Here are some German-language headlines on the story: Clinton: Europa muss Einwanderung in den Griff bekommen Kurier; Hillary Clinton wirbt für Begrenzung der Einwanderung in Europa Schleswig-Holsteinische Zeitung; Clinton fordert striktere europäische Flüchtlingspolitik Frankfurter Allgemeine Zeitung; Hillary Clinton empfiehlt Europa Begrenzung der Einwanderung Der Standard.
Some further English headlines: Hillary Clinton Says Europe Must ‘Get a Handle’ on Migration to Thwart Populism New York Times; Hillary Clinton urges Europe to curb migration to stop populists Politico; Hillary Clinton tells Europe to curb immigration and stop populism CNBC
I'm going into some detail on this because it's important to the immigration issue and the fight against xenophobic anti-democracy parties and because of what it tells us about Hillary Clinton and her brand of Third Way centrist politics. Which, within the US Democratic Party, is not at all unique.
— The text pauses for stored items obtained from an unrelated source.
//! Dispatch pipeline configuration types

use serde::{Deserialize, Serialize};

/// Dispatch pipeline configuration
#[derive(Debug, Clone, Serialize, Deserialize)]
#[serde(default)]
pub struct DispatchConfig {
    /// Register the performance logging interceptor on every pipeline
    pub performance_logging: bool,
}

impl Default for DispatchConfig {
    fn default() -> Self {
        Self {
            performance_logging: true,
        }
    }
}
//! Request handlers
//!
//! A handler is the terminal stage of a pipeline. The dispatcher stores
//! handlers behind a type-erased adapter so pipelines for different request
//! types share one interceptor contract.

use super::context::RequestContext;
use super::interceptor::Erased;
use super::request::Request;
use async_trait::async_trait;
use hostbus_domain::error::{Error, Result};
use std::marker::PhantomData;

/// Business logic for a single request type
#[async_trait]
pub trait Handler<R: Request>: Send + Sync {
    /// Handle `request`
    async fn handle(&self, request: &R, ctx: &RequestContext<'_>) -> Result<R::Output>;
}

#[async_trait]
pub(crate) trait ErasedHandler: Send + Sync {
    async fn invoke(&self, ctx: &RequestContext<'_>) -> Result<Erased>;
}

pub(crate) struct HandlerAdapter<R, H> {
    handler: H,
    _request: PhantomData<fn() -> R>,
}

impl<R, H> HandlerAdapter<R, H> {
    pub(crate) fn new(handler: H) -> Self {
        Self {
            handler,
            _request: PhantomData,
        }
    }
}

#[async_trait]
impl<R, H> ErasedHandler for HandlerAdapter<R, H>
where
    R: Request,
    H: Handler<R>,
{
    async fn invoke(&self, ctx: &RequestContext<'_>) -> Result<Erased> {
        let request = ctx.request::<R>().ok_or_else(|| {
            Error::internal(format!(
                "request type mismatch in pipeline for {}",
                ctx.request_type()
            ))
        })?;
        let output = self.handler.handle(request, ctx).await?;
        Ok(Box::new(output))
    }
}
These headlines are obviously helpful to the xenophobes and damaging to pro-immigration advocates in Europe. But I also learned long ago to be careful about taking reporting on the Clintons at the face value of headlines. The historical journalistic malpractice by even the "quality" American media was well documented by Gene Lyons in Fools for Scandal (1996) and by him and Joe Conason in The Hunting of the President (2000). A trend that nevertheless continues. (Joe Conason, still debunking Clinton pseudoscandals 11/19/2017) But, first:
European Immigration and rightwing populism
Europe faces longterm immigration problems which can be legitimately described as a chronic crisis. The huge influx of immigrants in 2015 was an acute phase, the shock of which has been widely exploited by rightwing demagogues like Hungary's Prime Minister Viktor Orbán to further their project of undermining liberal democratic institutions and the rule of law.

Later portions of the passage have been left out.